I’ve been thinking about time and space lately. The kind of time and space that makes you go back to the house you grew up in and sit outside in your car and think about all the things that happened in that house. We do that, we all do, and it’s almost like those places hold something, some remnant that reaches out and touches the memories you have in your head and hold in your heart. It’s the connection our heart and head strives for. I can’t think of any science that supports this, but it’s clear. Places from our past draw us to them, over and again. The trick is should we always go back?

I am certain that Bob goes back to Electric Mountain and Elk Camp and Colorado because he loves the camaraderie of the guys and the beauty of the place and well, yes, there is the hunt. Being that he is largely Silent Bob, we don’t talk much about any other reasons he goes back. There is only one reason, however, that I go back. In the weird way that this kind of time and space works, there are no memories there for me. It’s only one thing, where my oldest son went to Heaven from and I go there, well, to get something. Whatever God will give me. Elk Camp, the second time, 2009.

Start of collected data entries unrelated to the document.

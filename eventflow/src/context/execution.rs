//! Execution contexts: scoped state and event collection for a run.

use super::{EventCollector, GlobalStore, PrivateStore};
use crate::errors::{
    ConfigurationError, ContextError, DuplicateKeyError, EventflowError, KeyNotFoundError,
    PrivacyViolationError, WorkflowRuntimeError,
};
use crate::events::{Event, EventType};
use crate::utils::generate_uuid;
use crate::workflow::{Session, SessionInner, WorkflowService};
use parking_lot::Mutex;
use serde::de::DeserializeOwned;
use serde::Serialize;
use serde_json::Value;
use std::collections::HashMap;
use std::fmt;
use std::ops::Deref;
use std::sync::{Arc, Weak};
use tracing::{debug, warn};
use uuid::Uuid;

pub(crate) struct ContextInner<E: Event> {
    id: Uuid,
    store: Arc<GlobalStore>,
    private: PrivateStore,
    parent: Option<Weak<ContextInner<E>>>,
    children: Mutex<Vec<Weak<ContextInner<E>>>>,
    session: Weak<SessionInner<E>>,
    collector: EventCollector<E>,
}

/// Handle to the state of a run, or of one step within a run.
///
/// Every context of a session shares the session's global partition. Each
/// context additionally owns a private partition whose entries are visible
/// only through that exact context, and an [`EventCollector`].
///
/// Contexts form a tree: a child is created from a parent and inherits its
/// state root without copying any data. Parent links are weak, so a child
/// never keeps its parent alive.
pub struct Context<E: Event> {
    inner: Arc<ContextInner<E>>,
}

impl<E: Event> Clone for Context<E> {
    fn clone(&self) -> Self {
        Self {
            inner: Arc::clone(&self.inner),
        }
    }
}

impl<E: Event> fmt::Debug for Context<E> {
    fn fmt(&self, f: &mut fmt::Formatter<'_>) -> fmt::Result {
        f.debug_struct("Context")
            .field("id", &self.inner.id)
            .field("has_parent", &self.inner.parent.is_some())
            .field("private_keys", &self.inner.private.len())
            .finish_non_exhaustive()
    }
}

impl<E: Event> Context<E> {
    /// Creates a context attached to a session, a parent, or both.
    ///
    /// With a parent, the context inherits the parent's state root and is
    /// registered as its child. With only a session, it attaches to the
    /// session's global partition.
    ///
    /// # Errors
    ///
    /// Returns [`ConfigurationError`] when neither a session nor a parent is
    /// given, or when the parent belongs to a different session.
    pub fn new(
        session: Option<&Session<E>>,
        parent: Option<&Self>,
    ) -> Result<Self, ConfigurationError> {
        match (session, parent) {
            (None, None) => Err(ConfigurationError::missing_root()),
            (Some(session), None) => Ok(Self::from_session(session)),
            (None, Some(parent)) => Ok(parent.child()),
            (Some(session), Some(parent)) => {
                if !Arc::ptr_eq(session.store(), &parent.inner.store) {
                    return Err(ConfigurationError::new(
                        "The parent context belongs to a different session",
                    ));
                }
                Ok(parent.child())
            }
        }
    }

    /// Creates a parentless context on the session's global partition.
    #[must_use]
    pub fn from_session(session: &Session<E>) -> Self {
        Self::attach(Arc::clone(session.store()), session.downgrade())
    }

    /// Creates a child of this context.
    #[must_use]
    pub fn child(&self) -> Self {
        let parent = self;
        let inner = Arc::new(ContextInner {
            id: generate_uuid(),
            store: Arc::clone(&parent.inner.store),
            private: PrivateStore::new(),
            parent: Some(Arc::downgrade(&parent.inner)),
            children: Mutex::new(Vec::new()),
            session: parent.inner.session.clone(),
            collector: EventCollector::new(),
        });

        // Registration happens under the root lock so private-key checks
        // never observe a half-linked child.
        let root = inner.store.write();
        let mut children = parent.inner.children.lock();
        children.retain(|c| c.strong_count() > 0);
        children.push(Arc::downgrade(&inner));
        drop(children);
        drop(root);

        Self { inner }
    }

    pub(crate) fn attach(store: Arc<GlobalStore>, session: Weak<SessionInner<E>>) -> Self {
        Self {
            inner: Arc::new(ContextInner {
                id: generate_uuid(),
                store,
                private: PrivateStore::new(),
                parent: None,
                children: Mutex::new(Vec::new()),
                session,
                collector: EventCollector::new(),
            }),
        }
    }

    /// Returns the context id.
    #[must_use]
    pub fn id(&self) -> Uuid {
        self.inner.id
    }

    /// Returns the parent context, if it is still alive.
    #[must_use]
    pub fn parent(&self) -> Option<Self> {
        self.inner
            .parent
            .as_ref()
            .and_then(Weak::upgrade)
            .map(|inner| Self { inner })
    }

    /// Returns true if both handles refer to the same context.
    #[must_use]
    pub fn ptr_eq(&self, other: &Self) -> bool {
        Arc::ptr_eq(&self.inner, &other.inner)
    }

    /// Returns the owning session.
    ///
    /// # Errors
    ///
    /// Returns [`WorkflowRuntimeError`] once the session has been dropped.
    pub fn session(&self) -> Result<Session<E>, WorkflowRuntimeError> {
        Session::upgrade(&self.inner.session)
            .ok_or_else(|| WorkflowRuntimeError::new("The session of this context has ended"))
    }

    /// Returns the global partition shared by the session.
    #[must_use]
    pub fn store(&self) -> &Arc<GlobalStore> {
        &self.inner.store
    }

    /// Returns the private partition of this context.
    #[must_use]
    pub fn private_store(&self) -> &PrivateStore {
        &self.inner.private
    }

    /// Writes a global value visible to every context of the session.
    pub fn set(&self, key: impl Into<String>, value: impl Into<Value>) {
        let key = key.into();
        debug!(context = %self.inner.id, key = %key, "Setting global value");
        self.inner.store.insert(key, value.into());
    }

    /// Writes a value visible only through this context.
    ///
    /// # Errors
    ///
    /// Returns [`DuplicateKeyError`] when `key` already exists globally or as
    /// a private entry anywhere along this context's ancestor or descendant
    /// chain. Nothing is written in that case.
    pub fn set_private(
        &self,
        key: impl Into<String>,
        value: impl Into<Value>,
    ) -> Result<(), DuplicateKeyError> {
        let key = key.into();
        let globals = self.inner.store.write();

        if globals.contains_key(&key) || self.find_private_owner(&key).is_some() {
            debug!(context = %self.inner.id, key = %key, "Rejecting duplicate private key");
            return Err(DuplicateKeyError::new(key));
        }

        debug!(context = %self.inner.id, key = %key, "Setting private value");
        self.inner.private.insert(key, value.into());
        drop(globals);
        Ok(())
    }

    /// Writes a value, privately or globally.
    ///
    /// # Errors
    ///
    /// Returns [`DuplicateKeyError`] for a colliding private write.
    pub fn set_with(
        &self,
        key: impl Into<String>,
        value: impl Into<Value>,
        private: bool,
    ) -> Result<(), DuplicateKeyError> {
        if private {
            self.set_private(key, value)
        } else {
            self.set(key, value);
            Ok(())
        }
    }

    /// Serializes `value` and writes it globally.
    ///
    /// # Errors
    ///
    /// Returns the serde error if `value` cannot be represented as JSON.
    pub fn set_serialized<T: Serialize>(
        &self,
        key: impl Into<String>,
        value: &T,
    ) -> Result<(), serde_json::Error> {
        self.set(key, serde_json::to_value(value)?);
        Ok(())
    }

    /// Reads a value.
    ///
    /// This context's private entry wins over a global one.
    ///
    /// # Errors
    ///
    /// - [`ContextError::PrivacyViolation`] when the key is private to
    ///   another context of the chain.
    /// - [`ContextError::KeyNotFound`] when the key does not exist.
    pub fn get(&self, key: &str) -> Result<Value, ContextError> {
        self.lookup(key)?
            .ok_or_else(|| KeyNotFoundError::new(key).into())
    }

    /// Reads a value, falling back to `default` when it does not exist.
    ///
    /// The default is returned as is and never stored.
    ///
    /// # Errors
    ///
    /// Returns [`ContextError::PrivacyViolation`] when the key is private to
    /// another context of the chain.
    pub fn get_or(&self, key: &str, default: impl Into<Value>) -> Result<Value, ContextError> {
        Ok(self.lookup(key)?.unwrap_or_else(|| default.into()))
    }

    /// Reads a value and deserializes it.
    ///
    /// # Errors
    ///
    /// Fails like [`get`](Self::get), or with [`ContextError::InvalidValue`]
    /// when the stored value does not match `T`.
    pub fn get_as<T: DeserializeOwned>(&self, key: &str) -> Result<T, ContextError> {
        let value = self.get(key)?;
        serde_json::from_value(value).map_err(|e| ContextError::InvalidValue {
            key: key.to_string(),
            reason: e.to_string(),
        })
    }

    fn lookup(&self, key: &str) -> Result<Option<Value>, ContextError> {
        let globals = self.inner.store.read();

        if let Some(value) = self.inner.private.get(key) {
            return Ok(Some(value));
        }
        if let Some(value) = globals.get(key) {
            return Ok(Some(value.clone()));
        }
        if let Some(owner) = self.find_private_owner(key) {
            return Err(PrivacyViolationError::new(key, owner).into());
        }
        Ok(None)
    }

    // Callers hold the root lock.
    fn find_private_owner(&self, key: &str) -> Option<Uuid> {
        if self.inner.private.contains_key(key) {
            return Some(self.inner.id);
        }

        let mut ancestor = self.inner.parent.as_ref().and_then(Weak::upgrade);
        while let Some(node) = ancestor {
            if node.private.contains_key(key) {
                return Some(node.id);
            }
            ancestor = node.parent.as_ref().and_then(Weak::upgrade);
        }

        Self::find_in_descendants(&self.inner, key)
    }

    fn find_in_descendants(node: &ContextInner<E>, key: &str) -> Option<Uuid> {
        let children: Vec<_> = node
            .children
            .lock()
            .iter()
            .filter_map(Weak::upgrade)
            .collect();

        children.iter().find_map(|child| {
            if child.private.contains_key(key) {
                Some(child.id)
            } else {
                Self::find_in_descendants(child, key)
            }
        })
    }

    /// Returns an index-style view over the global partition.
    ///
    /// The view is a copy taken when it is created; no lock is held while it
    /// is alive. Writes through [`LegacyData::insert`] are global writes.
    ///
    /// ```
    /// use eventflow::prelude::*;
    /// use eventflow::testing::TestEvent;
    ///
    /// let session = Session::<TestEvent>::standalone();
    /// let ctx = Context::from_session(&session);
    /// ctx.set("num_to_collect", 3);
    /// assert_eq!(ctx.data()["num_to_collect"], 3);
    ///
    /// ctx.set("doubled", ctx.data()["num_to_collect"].as_i64().map(|n| n * 2));
    /// assert_eq!(ctx.get("doubled").unwrap(), 6);
    /// ```
    #[must_use]
    pub fn data(&self) -> LegacyData<'_> {
        LegacyData {
            snapshot: self.inner.store.to_dict(),
            store: self.inner.store.as_ref(),
        }
    }

    /// Buffers `event` until every type in `required` has arrived.
    ///
    /// Returns the batch, ordered like `required`, once complete; `None`
    /// otherwise. Buffers are keyed by the multiset of required types and
    /// live as long as this context.
    pub fn collect_events(&self, event: E, required: &[EventType]) -> Option<Vec<E>> {
        self.inner.collector.collect(event, required)
    }

    /// Like [`collect_events`](Self::collect_events), under an explicit buffer id.
    pub fn collect_events_with_id(
        &self,
        buffer_id: impl Into<String>,
        event: E,
        required: &[EventType],
    ) -> Option<Vec<E>> {
        self.inner.collector.collect_with_id(buffer_id, event, required)
    }

    /// Returns the collector of this context.
    #[must_use]
    pub fn collector(&self) -> &EventCollector<E> {
        &self.inner.collector
    }

    /// Sends an event through the session, to every accepting step or to one.
    ///
    /// # Errors
    ///
    /// Returns [`WorkflowRuntimeError`] when the session has ended or the
    /// target step does not exist or does not accept the event.
    pub fn send_event(&self, event: E, step: Option<&str>) -> Result<(), WorkflowRuntimeError> {
        self.session()?.send_event(event, step)
    }

    /// Forwards an event to the caller streaming this run.
    pub fn write_event_to_stream(&self, event: E) {
        match Session::upgrade(&self.inner.session) {
            Some(session) => session.write_event_to_stream(event),
            None => warn!(event_type = %event.event_type(), "Session ended, dropping stream event"),
        }
    }

    /// Looks up a service registered with the workflow.
    ///
    /// # Errors
    ///
    /// Returns [`EventflowError::ServiceNotFound`] for an unknown name, or
    /// [`EventflowError::Runtime`] once the session has ended.
    pub fn service(&self, name: &str) -> Result<Arc<dyn WorkflowService>, EventflowError> {
        Ok(self.session()?.services().get(name)?)
    }
}

/// Index-style view over a session's global partition.
pub struct LegacyData<'a> {
    snapshot: HashMap<String, Value>,
    store: &'a GlobalStore,
}

impl LegacyData<'_> {
    /// Writes a global value and mirrors it into this view.
    pub fn insert(&mut self, key: impl Into<String>, value: impl Into<Value>) -> Option<Value> {
        let key = key.into();
        let value = value.into();
        self.store.insert(key.clone(), value.clone());
        self.snapshot.insert(key, value)
    }
}

impl Deref for LegacyData<'_> {
    type Target = HashMap<String, Value>;

    fn deref(&self) -> &Self::Target {
        &self.snapshot
    }
}

impl fmt::Debug for LegacyData<'_> {
    fn fmt(&self, f: &mut fmt::Formatter<'_>) -> fmt::Result {
        f.debug_map().entries(self.snapshot.iter()).finish()
    }
}
//! Per-run session: event routing, step contexts and the run result.

use super::ServiceManager;
use crate::context::{Context, GlobalStore};
use crate::errors::WorkflowRuntimeError;
use crate::events::{Event, EventType};
use crate::utils::generate_uuid;
use dashmap::DashMap;
use parking_lot::{Mutex, RwLock};
use serde_json::Value;
use std::collections::HashMap;
use std::fmt;
use std::sync::atomic::{AtomicBool, Ordering};
use std::sync::{Arc, Weak};
use tokio::sync::{mpsc, Notify};
use tracing::{debug, warn};
use uuid::Uuid;

/// Routing entry of one step.
#[derive(Debug, Clone)]
pub(crate) struct StepRoute {
    pub(crate) name: String,
    pub(crate) accepts: Vec<EventType>,
}

pub(crate) struct SessionInner<E: Event> {
    id: Uuid,
    store: Arc<GlobalStore>,
    routes: Vec<StepRoute>,
    services: Arc<ServiceManager>,
    queues: RwLock<HashMap<String, mpsc::UnboundedSender<E>>>,
    broker_log: Mutex<Vec<E>>,
    accepted_events: Mutex<Vec<(String, EventType)>>,
    step_contexts: DashMap<String, Context<E>>,
    root_context: Context<E>,
    result: Mutex<Option<Value>>,
    finished: AtomicBool,
    done: Notify,
    stream: Mutex<Option<mpsc::UnboundedSender<E>>>,
}

/// The state of one workflow run.
///
/// A session owns the run's global partition and root context, routes events
/// between steps, and records what happened. Cloning is cheap and yields a
/// handle to the same session.
pub struct Session<E: Event> {
    inner: Arc<SessionInner<E>>,
}

impl<E: Event> Clone for Session<E> {
    fn clone(&self) -> Self {
        Self {
            inner: Arc::clone(&self.inner),
        }
    }
}

impl<E: Event> fmt::Debug for Session<E> {
    fn fmt(&self, f: &mut fmt::Formatter<'_>) -> fmt::Result {
        f.debug_struct("Session")
            .field("id", &self.inner.id)
            .field("steps", &self.inner.routes.len())
            .field("finished", &self.is_done())
            .finish_non_exhaustive()
    }
}

impl<E: Event> Session<E> {
    pub(crate) fn new(routes: Vec<StepRoute>, services: Arc<ServiceManager>) -> Self {
        let store = Arc::new(GlobalStore::new());
        let inner = Arc::new_cyclic(|weak| SessionInner {
            id: generate_uuid(),
            root_context: Context::attach(Arc::clone(&store), weak.clone()),
            store,
            routes,
            services,
            queues: RwLock::new(HashMap::new()),
            broker_log: Mutex::new(Vec::new()),
            accepted_events: Mutex::new(Vec::new()),
            step_contexts: DashMap::new(),
            result: Mutex::new(None),
            finished: AtomicBool::new(false),
            done: Notify::new(),
            stream: Mutex::new(None),
        });
        Self { inner }
    }

    /// Creates a session with no steps, for using contexts outside a run.
    #[must_use]
    pub fn standalone() -> Self {
        Self::new(Vec::new(), Arc::new(ServiceManager::new()))
    }

    pub(crate) fn downgrade(&self) -> Weak<SessionInner<E>> {
        Arc::downgrade(&self.inner)
    }

    pub(crate) fn upgrade(weak: &Weak<SessionInner<E>>) -> Option<Self> {
        weak.upgrade().map(|inner| Self { inner })
    }

    /// Returns the session id, which is also the run id.
    #[must_use]
    pub fn id(&self) -> Uuid {
        self.inner.id
    }

    /// Returns the global partition of the run.
    #[must_use]
    pub fn store(&self) -> &Arc<GlobalStore> {
        &self.inner.store
    }

    /// Returns the services available to the run's steps.
    #[must_use]
    pub fn services(&self) -> &ServiceManager {
        &self.inner.services
    }

    /// Returns the root context of the run.
    #[must_use]
    pub fn root_context(&self) -> Context<E> {
        self.inner.root_context.clone()
    }

    /// Returns the context of `step`, creating it as a child of the root
    /// context on first use. The same context is returned for the whole run.
    #[must_use]
    pub fn get_context(&self, step: &str) -> Context<E> {
        self.inner
            .step_contexts
            .entry(step.to_string())
            .or_insert_with(|| self.inner.root_context.child())
            .clone()
    }

    /// Sends an event.
    ///
    /// With `step` set to `None` the event goes to every step accepting its
    /// type, and a stop event finishes the run. With a step name it goes to
    /// that step only.
    ///
    /// # Errors
    ///
    /// Returns [`WorkflowRuntimeError`] when the named step does not exist or
    /// does not accept the event's type.
    pub fn send_event(&self, event: E, step: Option<&str>) -> Result<(), WorkflowRuntimeError> {
        let event_type = event.event_type();

        if let Some(name) = step {
            let route = self
                .route(name)
                .ok_or_else(|| WorkflowRuntimeError::unknown_step(name))?;
            if !route.accepts.contains(&event_type) {
                return Err(WorkflowRuntimeError::rejected_event(name, event_type.name()));
            }
            self.inner.broker_log.lock().push(event.clone());
            self.enqueue(name, event);
            return Ok(());
        }

        self.inner.broker_log.lock().push(event.clone());

        if event.is_stop() {
            self.stop(event);
            return Ok(());
        }

        let targets: Vec<&str> = self
            .inner
            .routes
            .iter()
            .filter(|r| r.accepts.contains(&event_type))
            .map(|r| r.name.as_str())
            .collect();
        if targets.is_empty() {
            debug!(event_type = %event_type, "No step accepts event, dropping");
        }
        for name in targets {
            self.enqueue(name, event.clone());
        }
        Ok(())
    }

    fn route(&self, name: &str) -> Option<&StepRoute> {
        self.inner.routes.iter().find(|r| r.name == name)
    }

    fn enqueue(&self, step: &str, event: E) {
        let queues = self.inner.queues.read();
        match queues.get(step) {
            Some(tx) => {
                debug!(step = %step, event_type = %event.event_type(), "Dispatching event");
                if tx.send(event).is_err() {
                    debug!(step = %step, "Step queue closed, dropping event");
                }
            }
            None => debug!(step = %step, "Step has no open queue, dropping event"),
        }
    }

    fn stop(&self, event: E) {
        let streamed = event.clone();
        match event.into_stop() {
            Ok(stop) => {
                self.write_event_to_stream(streamed);
                self.finish(stop.result);
            }
            Err(event) => {
                warn!(event_type = %event.event_type(), "Event reports the stop type but is not a stop event");
            }
        }
    }

    pub(crate) fn finish(&self, result: Value) {
        let mut slot = self.inner.result.lock();
        if slot.is_none() {
            *slot = Some(result);
        }
        drop(slot);
        self.inner.finished.store(true, Ordering::SeqCst);
        self.inner.done.notify_one();
    }

    pub(crate) async fn finished(&self) {
        while !self.is_done() {
            self.inner.done.notified().await;
        }
    }

    /// Returns true once a stop event has been sent.
    #[must_use]
    pub fn is_done(&self) -> bool {
        self.inner.finished.load(Ordering::SeqCst)
    }

    /// Returns the run result, once the run has finished.
    #[must_use]
    pub fn result(&self) -> Option<Value> {
        self.inner.result.lock().clone()
    }

    /// Returns every event sent through the session, in send order.
    #[must_use]
    pub fn broker_log(&self) -> Vec<E> {
        self.inner.broker_log.lock().clone()
    }

    /// Returns the `(step, event type)` pairs of every event a step received.
    #[must_use]
    pub fn accepted_events(&self) -> Vec<(String, EventType)> {
        self.inner.accepted_events.lock().clone()
    }

    pub(crate) fn record_accepted(&self, step: &str, event_type: EventType) {
        self.inner
            .accepted_events
            .lock()
            .push((step.to_string(), event_type));
    }

    /// Forwards `event` to the caller streaming this run.
    ///
    /// Without a streaming caller the event is dropped.
    pub fn write_event_to_stream(&self, event: E) {
        let stream = self.inner.stream.lock();
        match stream.as_ref() {
            Some(tx) => {
                if tx.send(event).is_err() {
                    warn!(run_id = %self.inner.id, "Stream receiver dropped, discarding event");
                }
            }
            None => debug!(run_id = %self.inner.id, "Run is not streamed, discarding event"),
        }
    }

    pub(crate) fn open_queue(&self, step: &str) -> mpsc::UnboundedReceiver<E> {
        let (tx, rx) = mpsc::unbounded_channel();
        self.inner.queues.write().insert(step.to_string(), tx);
        rx
    }

    pub(crate) fn open_stream(&self) -> mpsc::UnboundedReceiver<E> {
        let (tx, rx) = mpsc::unbounded_channel();
        *self.inner.stream.lock() = Some(tx);
        rx
    }

    /// Closes every step queue and the event stream.
    pub(crate) fn close(&self) {
        self.inner.queues.write().clear();
        self.inner.stream.lock().take();
    }
}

We started the long drive up from Houston, Janet the Night Owl, driving through driving rain and far west Texas and as the song goes, Amarillo by morning and by the time we got through the pass that got us on the west side of the divide, it was lunch time. “You want to go through Jake’s canyon?” Bob asked. “Sure” I reply. It’s the long way to Paonia, but it was the way they had gone. As Bob and I drove, we both thought about how Jake had wanted to stop and look over the rim of the canyon, into the giant, beautiful crevice seared into that little section of Rocky Mountains. Jake had made his uncle and dad get out, with a golf club and balls and hit the balls into the canyon. It was such a Jake thing to want to do, to take the time to do. It matters little, that I actually never heard Jake’s words or saw the golf balls fly down deep into that canyon, it was only his Dad’s memories that placed the story in my mind. But this Mother’s heart knows her children too well, to not see exactly how those happy moments played out on the rim of the canyon. “You want to stop”, Bob ask. “Sure”, I say. The canyon is beautiful, and as I listen to the hawk overhead in a clear blue sky that shows nothing of the rainy night we just drove through, I take a deep breath. I like this canyon. I like how little it makes me feel and I like that my Jake really liked it.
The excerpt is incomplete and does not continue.